The bike-wielding attacker ultimately got 45 days in jail.

Pound, however, got the worst of it. He spent a year on disability, and when he tried to return, the city retired him out because his doctor determined he couldn't lift more than 10 pounds, Pound said.

He formally retired Jan. 31 of this year.

For all of his bad luck, Pound, his wife and two grandchildren might be dead today if not for a bit of good luck.

The Pounds' daughter and son-in-law, April and Eric Martin, and two grandchildren, 3½-year-old Damien and 3½-month-old Allison, all live with them in their northwest Modesto home.

The evening of Feb. 29, April and Eric went to a show and planned to have an early breakfast with friends before heading home. For whatever reason, they decided to skip the breakfast, arriving home about 1:20 a.m. on March 1.

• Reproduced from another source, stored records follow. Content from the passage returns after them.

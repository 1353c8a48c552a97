// Private module declarations
mod middleware;
mod server;

use prometheus::{
    Histogram, HistogramOpts, HistogramVec, IntCounter, IntCounterVec, IntGaugeVec, Opts,
    Registry,
};

// Re-export for public API
pub use middleware::{current_request_id, RequestInstrumentation, REQUEST_ID_HEADER};
pub use server::metrics_handler;

// ============================================================================
// Metrics Module - Prometheus metrics for observability
// ============================================================================
//
// Provides metrics for:
// - HTTP traffic (throughput, latency, server errors)
// - Order lifecycle (creations, status transitions, confirmed order value)
// - Authentication outcomes
// - Audit persistence failures
// - Component health and raised alerts
//
// Counters are atomics inside prometheus, so request handlers and the health
// monitor thread share them without locks. Scraped via GET /metrics.
// ============================================================================

/// Central metrics registry for the entire application
pub struct Metrics {
    registry: Registry,

    // HTTP Metrics
    pub http_requests_total: IntCounterVec,
    pub http_request_duration: HistogramVec,
    pub http_server_errors_total: IntCounter,

    // Order Metrics
    pub orders_created_total: IntCounter,
    pub order_status_transitions: IntCounterVec,
    pub order_confirmed_value: Histogram,

    // Auth Metrics
    pub login_attempts_total: IntCounterVec,

    // Audit Metrics
    pub audit_failures_total: IntCounter,

    // Health Metrics
    pub component_health: IntGaugeVec,
    pub alerts_total: IntCounterVec,
}

impl Metrics {
    pub fn new() -> anyhow::Result<Self> {
        let registry = Registry::new();

        // HTTP Metrics
        let http_requests_total = IntCounterVec::new(
            Opts::new("http_requests_total", "Total HTTP requests handled"),
            &["method", "route", "status"],
        )?;
        registry.register(Box::new(http_requests_total.clone()))?;

        let http_request_duration = HistogramVec::new(
            HistogramOpts::new("http_request_duration_seconds", "HTTP request latency")
                .buckets(vec![0.001, 0.005, 0.01, 0.05, 0.1, 0.5, 1.0, 5.0]),
            &["method", "route"],
        )?;
        registry.register(Box::new(http_request_duration.clone()))?;

        let http_server_errors_total = IntCounter::new(
            "http_server_errors_total",
            "Total HTTP responses with a 5xx status",
        )?;
        registry.register(Box::new(http_server_errors_total.clone()))?;

        // Order Metrics
        let orders_created_total = IntCounter::new("orders_created_total", "Total orders created")?;
        registry.register(Box::new(orders_created_total.clone()))?;

        let order_status_transitions = IntCounterVec::new(
            Opts::new("order_status_transitions_total", "Order status transitions"),
            &["from", "to"],
        )?;
        registry.register(Box::new(order_status_transitions.clone()))?;

        let order_confirmed_value = Histogram::with_opts(
            HistogramOpts::new("order_confirmed_total_value", "Total value of confirmed orders")
                .buckets(vec![10.0, 25.0, 50.0, 100.0, 200.0, 500.0]),
        )?;
        registry.register(Box::new(order_confirmed_value.clone()))?;

        // Auth Metrics
        let login_attempts_total = IntCounterVec::new(
            Opts::new("login_attempts_total", "Login attempts by outcome"),
            &["outcome"],
        )?;
        registry.register(Box::new(login_attempts_total.clone()))?;

        // Audit Metrics
        let audit_failures_total = IntCounter::new(
            "audit_failures_total",
            "Audit entries that could not be persisted",
        )?;
        registry.register(Box::new(audit_failures_total.clone()))?;

        // Health Metrics
        let component_health = IntGaugeVec::new(
            Opts::new(
                "component_health",
                "Component health status (0=Down, 1=Degraded, 2=Up)",
            ),
            &["component"],
        )?;
        registry.register(Box::new(component_health.clone()))?;

        let alerts_total = IntCounterVec::new(
            Opts::new("alerts_total", "Alerts raised by the health monitor"),
            &["kind"],
        )?;
        registry.register(Box::new(alerts_total.clone()))?;

        Ok(Self {
            registry,
            http_requests_total,
            http_request_duration,
            http_server_errors_total,
            orders_created_total,
            order_status_transitions,
            order_confirmed_value,
            login_attempts_total,
            audit_failures_total,
            component_health,
            alerts_total,
        })
    }

    /// Get the Prometheus registry for exposing metrics via HTTP
    pub fn registry(&self) -> &Registry {
        &self.registry
    }

    /// Helper to record a finished HTTP request
    pub fn record_http_request(&self, method: &str, route: &str, status: u16, duration_secs: f64) {
        let status_label = status.to_string();
        self.http_requests_total
            .with_label_values(&[method, route, status_label.as_str()])
            .inc();
        self.http_request_duration
            .with_label_values(&[method, route])
            .observe(duration_secs);
        if status >= 500 {
            self.http_server_errors_total.inc();
        }
    }

    /// Helper to record an order status transition
    pub fn record_transition(&self, from: &str, to: &str) {
        self.order_status_transitions.with_label_values(&[from, to]).inc();
    }

    /// Helper to record a login outcome ("success" or "failure")
    pub fn record_login(&self, success: bool) {
        let outcome = if success { "success" } else { "failure" };
        self.login_attempts_total.with_label_values(&[outcome]).inc();
    }

    pub fn login_failures(&self) -> u64 {
        self.login_attempts_total.with_label_values(&["failure"]).get()
    }

    /// Helper to update a component health gauge
    pub fn update_component_health(&self, component: &str, level: i64) {
        self.component_health.with_label_values(&[component]).set(level);
    }

    pub fn record_alert(&self, kind: &str) {
        self.alerts_total.with_label_values(&[kind]).inc();
    }
}

#[cfg(test)]
mod tests {
    use super::*;

    #[test]
    fn test_metrics_creation() {
        let metrics = Metrics::new().unwrap();
        metrics.orders_created_total.inc();
        assert!(!metrics.registry.gather().is_empty());
    }

    #[test]
    fn test_record_http_request() {
        let metrics = Metrics::new().unwrap();
        metrics.record_http_request("GET", "/api/orders", 200, 0.02);
        metrics.record_http_request("GET", "/api/orders", 500, 0.5);

        let gathered = metrics.registry.gather();
        let requests = gathered.iter().find(|m| m.name() == "http_requests_total").unwrap();
        assert_eq!(requests.metric.len(), 2); // Two status labels
        assert_eq!(metrics.http_server_errors_total.get(), 1);
    }

    #[test]
    fn test_record_login() {
        let metrics = Metrics::new().unwrap();
        metrics.record_login(true);
        metrics.record_login(false);
        metrics.record_login(false);
        assert_eq!(metrics.login_failures(), 2);
    }

    #[test]
    fn test_transition_and_health_metrics() {
        let metrics = Metrics::new().unwrap();
        metrics.record_transition("PENDING", "CONFIRMED");
        metrics.update_component_health("database", 2);

        assert_eq!(
            metrics.order_status_transitions.with_label_values(&["PENDING", "CONFIRMED"]).get(),
            1
        );
        assert_eq!(metrics.component_health.with_label_values(&["database"]).get(), 2);
    }
}
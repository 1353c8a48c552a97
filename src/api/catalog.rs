use actix_web::{web, HttpResponse};
use serde::Deserialize;
use uuid::Uuid;

use crate::auth::Principal;
use crate::error::AppResult;
use crate::service::{NewModifier, NewProduct, NewRestaurant, UpdateModifier, UpdateProduct, UpdateRestaurant};
use crate::state::AppState;
use crate::store::PageRequest;

pub fn routes(cfg: &mut web::ServiceConfig) {
    cfg.route("/restaurants", web::get().to(list_restaurants))
        .route("/restaurants", web::post().to(create_restaurant))
        .route("/restaurants/{id}", web::get().to(get_restaurant))
        .route("/restaurants/{id}", web::put().to(update_restaurant))
        .route("/restaurants/{id}/products", web::get().to(list_products))
        .route("/restaurants/{id}/products", web::post().to(create_product))
        .route("/products/{id}", web::get().to(get_product))
        .route("/products/{id}", web::put().to(update_product))
        .route("/products/{id}/modifiers", web::get().to(list_modifiers))
        .route("/products/{id}/modifiers", web::post().to(create_modifier))
        .route("/modifiers/{id}", web::put().to(update_modifier));
}

#[derive(Debug, Deserialize)]
#[serde(rename_all = "camelCase")]
struct RestaurantQuery {
    /// Public listings hide inactive restaurants unless asked
    #[serde(default = "active_only_by_default")]
    active_only: bool,
    page: Option<u32>,
    size: Option<u32>,
}

fn active_only_by_default() -> bool {
    true
}

async fn list_restaurants(state: web::Data<AppState>, query: web::Query<RestaurantQuery>) -> AppResult<HttpResponse> {
    let page = PageRequest::new(query.page, query.size);
    let restaurants = state.catalog.list_restaurants(query.active_only, page).await?;
    Ok(HttpResponse::Ok().json(restaurants))
}

async fn create_restaurant(
    state: web::Data<AppState>,
    principal: Principal,
    body: web::Json<NewRestaurant>,
) -> AppResult<HttpResponse> {
    let restaurant = state.catalog.create_restaurant(&principal, body.into_inner()).await?;
    Ok(HttpResponse::Created().json(restaurant))
}

async fn get_restaurant(state: web::Data<AppState>, path: web::Path<Uuid>) -> AppResult<HttpResponse> {
    let restaurant = state.catalog.get_restaurant(path.into_inner()).await?;
    Ok(HttpResponse::Ok().json(restaurant))
}

async fn update_restaurant(
    state: web::Data<AppState>,
    principal: Principal,
    path: web::Path<Uuid>,
    body: web::Json<UpdateRestaurant>,
) -> AppResult<HttpResponse> {
    let restaurant = state
        .catalog
        .update_restaurant(&principal, path.into_inner(), body.into_inner())
        .await?;
    Ok(HttpResponse::Ok().json(restaurant))
}

async fn list_products(
    state: web::Data<AppState>,
    path: web::Path<Uuid>,
    query: web::Query<super::PageQuery>,
) -> AppResult<HttpResponse> {
    let products = state.catalog.list_products(path.into_inner(), (&*query).into()).await?;
    Ok(HttpResponse::Ok().json(products))
}

async fn create_product(
    state: web::Data<AppState>,
    principal: Principal,
    path: web::Path<Uuid>,
    body: web::Json<NewProduct>,
) -> AppResult<HttpResponse> {
    let product = state
        .catalog
        .create_product(&principal, path.into_inner(), body.into_inner())
        .await?;
    Ok(HttpResponse::Created().json(product))
}

async fn get_product(state: web::Data<AppState>, path: web::Path<Uuid>) -> AppResult<HttpResponse> {
    let product = state.catalog.get_product(path.into_inner()).await?;
    Ok(HttpResponse::Ok().json(product))
}

async fn update_product(
    state: web::Data<AppState>,
    principal: Principal,
    path: web::Path<Uuid>,
    body: web::Json<UpdateProduct>,
) -> AppResult<HttpResponse> {
    let product = state
        .catalog
        .update_product(&principal, path.into_inner(), body.into_inner())
        .await?;
    Ok(HttpResponse::Ok().json(product))
}

async fn list_modifiers(state: web::Data<AppState>, path: web::Path<Uuid>) -> AppResult<HttpResponse> {
    let modifiers = state.catalog.list_modifiers(path.into_inner()).await?;
    Ok(HttpResponse::Ok().json(modifiers))
}

async fn create_modifier(
    state: web::Data<AppState>,
    principal: Principal,
    path: web::Path<Uuid>,
    body: web::Json<NewModifier>,
) -> AppResult<HttpResponse> {
    let modifier = state
        .catalog
        .create_modifier(&principal, path.into_inner(), body.into_inner())
        .await?;
    Ok(HttpResponse::Created().json(modifier))
}

async fn update_modifier(
    state: web::Data<AppState>,
    principal: Principal,
    path: web::Path<Uuid>,
    body: web::Json<UpdateModifier>,
) -> AppResult<HttpResponse> {
    let modifier = state
        .catalog
        .update_modifier(&principal, path.into_inner(), body.into_inner())
        .await?;
    Ok(HttpResponse::Ok().json(modifier))
}
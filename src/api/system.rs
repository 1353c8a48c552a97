use actix_web::{web, HttpResponse};

use crate::error::{AppError, AppResult};
use crate::health::{GetSystemHealth, HealthReport};
use crate::state::AppState;

/// GET /health - latest monitor snapshot; 503 while any component is DOWN
pub async fn health(state: web::Data<AppState>) -> AppResult<HttpResponse> {
    let health = state
        .monitor
        .send(GetSystemHealth)
        .await
        .map_err(|e| AppError::Internal(anyhow::anyhow!("Health monitor unavailable: {e}")))?;

    let report = HealthReport::from(&health);
    let response = if health.overall_status.is_unhealthy() {
        HttpResponse::ServiceUnavailable().json(report)
    } else {
        HttpResponse::Ok().json(report)
    };
    Ok(response)
}
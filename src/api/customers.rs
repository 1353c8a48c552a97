use actix_web::{web, HttpResponse};
use uuid::Uuid;

use super::PageQuery;
use crate::auth::Principal;
use crate::error::AppResult;
use crate::service::UpdateCustomer;
use crate::state::AppState;

pub fn routes(cfg: &mut web::ServiceConfig) {
    cfg.route("/customers", web::get().to(list))
        .route("/customers/{id}", web::get().to(get))
        .route("/customers/{id}", web::put().to(update))
        .route("/customers/{id}", web::delete().to(deactivate));
}

async fn list(
    state: web::Data<AppState>,
    principal: Principal,
    query: web::Query<PageQuery>,
) -> AppResult<HttpResponse> {
    let page = state.customers.list(&principal, (&*query).into()).await?;
    Ok(HttpResponse::Ok().json(page))
}

async fn get(state: web::Data<AppState>, principal: Principal, path: web::Path<Uuid>) -> AppResult<HttpResponse> {
    let customer = state.customers.get(&principal, path.into_inner()).await?;
    Ok(HttpResponse::Ok().json(customer))
}

async fn update(
    state: web::Data<AppState>,
    principal: Principal,
    path: web::Path<Uuid>,
    body: web::Json<UpdateCustomer>,
) -> AppResult<HttpResponse> {
    let customer = state
        .customers
        .update(&principal, path.into_inner(), body.into_inner())
        .await?;
    Ok(HttpResponse::Ok().json(customer))
}

async fn deactivate(
    state: web::Data<AppState>,
    principal: Principal,
    path: web::Path<Uuid>,
) -> AppResult<HttpResponse> {
    state.customers.deactivate(&principal, path.into_inner()).await?;
    Ok(HttpResponse::NoContent().finish())
}
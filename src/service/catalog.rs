use std::sync::Arc;

use chrono::Utc;
use rust_decimal::Decimal;
use serde::Deserialize;
use uuid::Uuid;
use validator::Validate;

use crate::audit::{AuditEntry, AuditLog};
use crate::auth::{policy, Principal};
use crate::domain::catalog::{Modifier, Product, Restaurant};
use crate::domain::customer::Address;
use crate::domain::order::is_storable_amount;
use crate::domain::user::Role;
use crate::error::{AppError, AppResult};
use crate::store::{Page, PageRequest, ProductRepository, RestaurantRepository, UserRepository};

// ============================================================================
// Catalog Service - restaurants, products and modifiers
// ============================================================================
//
// Reads are public. Writes belong to the restaurant's owner or an admin; a
// product or modifier is authorized through the restaurant that carries it.
//
// ============================================================================

#[derive(Debug, Clone, Deserialize, Validate)]
#[serde(rename_all = "camelCase")]
pub struct NewRestaurant {
    /// Admins may open a restaurant for another owner
    pub owner_id: Option<Uuid>,
    #[validate(length(min = 1, max = 120, message = "name must have between 1 and 120 characters"))]
    pub name: String,
    #[validate(length(max = 1000))]
    pub description: Option<String>,
    #[validate(length(max = 30, message = "phone is too long"))]
    pub phone: Option<String>,
    #[validate(nested)]
    pub address: Address,
    pub delivery_fee: Option<Decimal>,
}

#[derive(Debug, Clone, Default, Deserialize, Validate)]
#[serde(rename_all = "camelCase")]
pub struct UpdateRestaurant {
    #[validate(length(min = 1, max = 120, message = "name must have between 1 and 120 characters"))]
    pub name: Option<String>,
    #[validate(length(max = 1000))]
    pub description: Option<String>,
    #[validate(length(max = 30, message = "phone is too long"))]
    pub phone: Option<String>,
    #[validate(nested)]
    pub address: Option<Address>,
    pub delivery_fee: Option<Decimal>,
    pub active: Option<bool>,
}

#[derive(Debug, Clone, Deserialize, Validate)]
#[serde(rename_all = "camelCase")]
pub struct NewProduct {
    #[validate(length(min = 1, max = 120, message = "name must have between 1 and 120 characters"))]
    pub name: String,
    #[validate(length(max = 1000))]
    pub description: Option<String>,
    #[validate(length(max = 60))]
    pub category: Option<String>,
    pub price: Decimal,
    #[serde(default = "available_by_default")]
    pub available: bool,
}

#[derive(Debug, Clone, Default, Deserialize, Validate)]
#[serde(rename_all = "camelCase")]
pub struct UpdateProduct {
    #[validate(length(min = 1, max = 120, message = "name must have between 1 and 120 characters"))]
    pub name: Option<String>,
    #[validate(length(max = 1000))]
    pub description: Option<String>,
    #[validate(length(max = 60))]
    pub category: Option<String>,
    pub price: Option<Decimal>,
    pub available: Option<bool>,
}

#[derive(Debug, Clone, Deserialize, Validate)]
#[serde(rename_all = "camelCase")]
pub struct NewModifier {
    #[validate(length(min = 1, max = 120, message = "name must have between 1 and 120 characters"))]
    pub name: String,
    pub price: Decimal,
    #[serde(default = "available_by_default")]
    pub available: bool,
}

#[derive(Debug, Clone, Default, Deserialize, Validate)]
#[serde(rename_all = "camelCase")]
pub struct UpdateModifier {
    #[validate(length(min = 1, max = 120, message = "name must have between 1 and 120 characters"))]
    pub name: Option<String>,
    pub price: Option<Decimal>,
    pub available: Option<bool>,
}

fn available_by_default() -> bool {
    true
}

fn storable(field: &str, amount: Decimal) -> AppResult<()> {
    if is_storable_amount(amount) {
        Ok(())
    } else {
        Err(AppError::invalid_field(
            field,
            "must have at most 2 decimal places and not exceed 9999999999.99",
        ))
    }
}

fn non_negative_fee(fee: Option<Decimal>) -> AppResult<()> {
    match fee {
        Some(fee) if fee < Decimal::ZERO => {
            Err(AppError::invalid_field("deliveryFee", "must not be negative"))
        }
        Some(fee) => storable("deliveryFee", fee),
        None => Ok(()),
    }
}

fn positive_price(price: Decimal) -> AppResult<()> {
    if price > Decimal::ZERO {
        storable("price", price)
    } else {
        Err(AppError::invalid_field("price", "must be greater than zero"))
    }
}

fn non_negative_price(price: Decimal) -> AppResult<()> {
    if price >= Decimal::ZERO {
        storable("price", price)
    } else {
        Err(AppError::invalid_field("price", "must not be negative"))
    }
}

pub struct CatalogService {
    restaurants: Arc<dyn RestaurantRepository>,
    products: Arc<dyn ProductRepository>,
    users: Arc<dyn UserRepository>,
    audit: AuditLog,
}
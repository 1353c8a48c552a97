use std::fmt;

use serde::{Deserialize, Serialize};
use validator::Validate;

// ============================================================================
// Customer Value Objects
// ============================================================================

/// Email address, stored trimmed and lower-cased so lookups are case-insensitive
#[derive(Debug, Clone, PartialEq, Eq, Hash, Serialize, Deserialize)]
#[serde(transparent)]
pub struct Email(String);

impl Email {
    pub fn parse(raw: &str) -> Result<Self, String> {
        let normalized = raw.trim().to_lowercase();
        if normalized.is_empty() {
            return Err("Email cannot be empty".to_string());
        }
        match normalized.split_once('@') {
            Some((local, domain)) if !local.is_empty() && domain.contains('.') => {
                Ok(Self(normalized))
            }
            _ => Err(format!("Invalid email format: {raw}")),
        }
    }

    pub fn as_str(&self) -> &str {
        &self.0
    }
}

impl fmt::Display for Email {
    fn fmt(&self, f: &mut fmt::Formatter<'_>) -> fmt::Result {
        f.write_str(&self.0)
    }
}

/// Postal address used for customers, restaurants and order delivery
#[derive(Debug, Clone, PartialEq, Serialize, Deserialize, Validate)]
#[serde(rename_all = "camelCase")]
pub struct Address {
    #[validate(length(min = 1, max = 200, message = "street is required"))]
    pub street: String,
    #[validate(length(min = 1, max = 100, message = "city is required"))]
    pub city: String,
    #[validate(length(min = 1, max = 100, message = "state is required"))]
    pub state: String,
    #[validate(length(min = 1, max = 20, message = "postal code is required"))]
    pub postal_code: String,
    #[validate(length(min = 1, max = 60, message = "country is required"))]
    pub country: String,
}
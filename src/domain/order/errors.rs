use super::value_objects::OrderStatus;

// ============================================================================
// Order Business Rule Errors
// ============================================================================

#[derive(Debug, Clone, PartialEq, thiserror::Error)]
pub enum OrderError {
    #[error("Invalid status transition from {from} to {to}")]
    InvalidTransition { from: OrderStatus, to: OrderStatus },

    #[error("Cannot confirm an order without items")]
    EmptyOrder,

    #[error("Items can only be added while the order is PENDING (current: {0})")]
    NotModifiable(OrderStatus),

    #[error("Invalid item quantity: {0}")]
    InvalidQuantity(i32),

    #[error("Amount exceeds 9999999999.99 or has more than 2 decimal places")]
    AmountOutOfRange,
}

impl OrderError {
    pub fn code(&self) -> &'static str {
        match self {
            OrderError::InvalidTransition { .. } => "ORDER_INVALID_TRANSITION",
            OrderError::EmptyOrder => "ORDER_EMPTY",
            OrderError::NotModifiable(_) => "ORDER_NOT_MODIFIABLE",
            OrderError::InvalidQuantity(_) => "ORDER_INVALID_QUANTITY",
            OrderError::AmountOutOfRange => "ORDER_AMOUNT_OUT_OF_RANGE",
        }
    }
}
use chrono::{DateTime, Utc};
use rust_decimal::Decimal;
use serde::{Deserialize, Serialize};

use crate::domain::aggregate::DomainEvent;
use super::value_objects::{LineItem, OrderStatus};

// ============================================================================
// Order Events - Facts emitted by the Order aggregate
// ============================================================================

#[derive(Debug, Clone, Serialize, Deserialize)]
#[serde(tag = "type", content = "data")]
pub enum OrderEvent {
    ItemAdded(OrderItemAdded),
    Confirmed(OrderConfirmed),
    StatusChanged(OrderStatusChanged),
    Cancelled(OrderCancelled),
}

impl DomainEvent for OrderEvent {
    fn event_type(&self) -> &'static str {
        match self {
            OrderEvent::ItemAdded(_) => "OrderItemAdded",
            OrderEvent::Confirmed(_) => "OrderConfirmed",
            OrderEvent::StatusChanged(_) => "OrderStatusChanged",
            OrderEvent::Cancelled(_) => "OrderCancelled",
        }
    }
}

impl OrderEvent {
    /// Status pair for events that move the lifecycle forward
    pub fn transition(&self) -> Option<(OrderStatus, OrderStatus)> {
        match self {
            OrderEvent::ItemAdded(_) => None,
            OrderEvent::Confirmed(_) => Some((OrderStatus::Pending, OrderStatus::Confirmed)),
            OrderEvent::StatusChanged(e) => Some((e.from, e.to)),
            OrderEvent::Cancelled(e) => Some((e.from, OrderStatus::Cancelled)),
        }
    }
}

#[derive(Serialize, Deserialize, Clone, Debug)]
#[serde(rename_all = "camelCase")]
pub struct OrderItemAdded {
    pub item: LineItem,
}

#[derive(Serialize, Deserialize, Clone, Debug)]
#[serde(rename_all = "camelCase")]
pub struct OrderConfirmed {
    pub subtotal: Decimal,
    pub delivery_fee: Decimal,
    pub total: Decimal,
    pub placed_at: DateTime<Utc>,
}

#[derive(Serialize, Deserialize, Clone, Debug)]
#[serde(rename_all = "camelCase")]
pub struct OrderStatusChanged {
    pub from: OrderStatus,
    pub to: OrderStatus,
    pub changed_at: DateTime<Utc>,
}

#[derive(Serialize, Deserialize, Clone, Debug)]
#[serde(rename_all = "camelCase")]
pub struct OrderCancelled {
    pub from: OrderStatus,
    pub reason: Option<String>,
    pub cancelled_at: DateTime<Utc>,
}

"They saw smoke coming from the rafters," Al Pound said. "They yelled, 'The house is on fire!' We grabbed the (grand)kids and whatever we could and got out. Fifteen minutes later, the ceiling collapsed."

Attributed to an electrical fire, flames gutted the home, though fire crews were able to stop the blaze and protect some of the belongings from water and smoke damage. The Pounds took their important papers when they fled the home.

"I can't say enough about the Fire Department," Pound said. "They were terrific. They salvaged our belongings and covered them with plastic (sheeting)."

Still, everything stored in the rafters of the home, built in the mid-1970s, was destroyed, including Kerry Pound's wedding dress.

"We also had about $3,000 worth of Christmas things up there," Pound said. "Me and the neighbors used to have a competition for lighting. Not this year. I'm going to lose."

Their insurer put them in a hotel until they could find a place to rent.

That took a week.

Again, Pound lauded those who helped him.

"I can't say enough about the insurance company, either," he said. "They got us a rental. They even gave us toothbrushes, shampoo and soap."

When Pound immediately began the process of getting the home repaired, he endured another unfortunate glitch.

The builder had used asbestos- bearing materials, all of which needed to be removed, adding to the cost and timeliness of the repairs. Now, they're looking at perhaps eight months before they can move back in.

But that's not all. The same Friday the Pounds moved from their motel into their rental, they got a call from their bank. They'd been hit by identity theft. The thieves somehow got the Pounds' ATM card number and personal identification number. Beginning on the same day as the fire, March 1, the thieves used the card to withdraw $1,500 over several transactions made in the Los Angeles area. The bank changed their account numbers and restored the money to their balance within a couple of weeks, Al Pound said.

Pound simply shrugs off his run of misfortunes.

"That's history," he said. "We're just doing it (life) day to day. You have to. You have to look at it as being half full instead of half empty."

Which means for Pound, this might be the perfect time to buy a lottery ticket. He's about due for some good luck.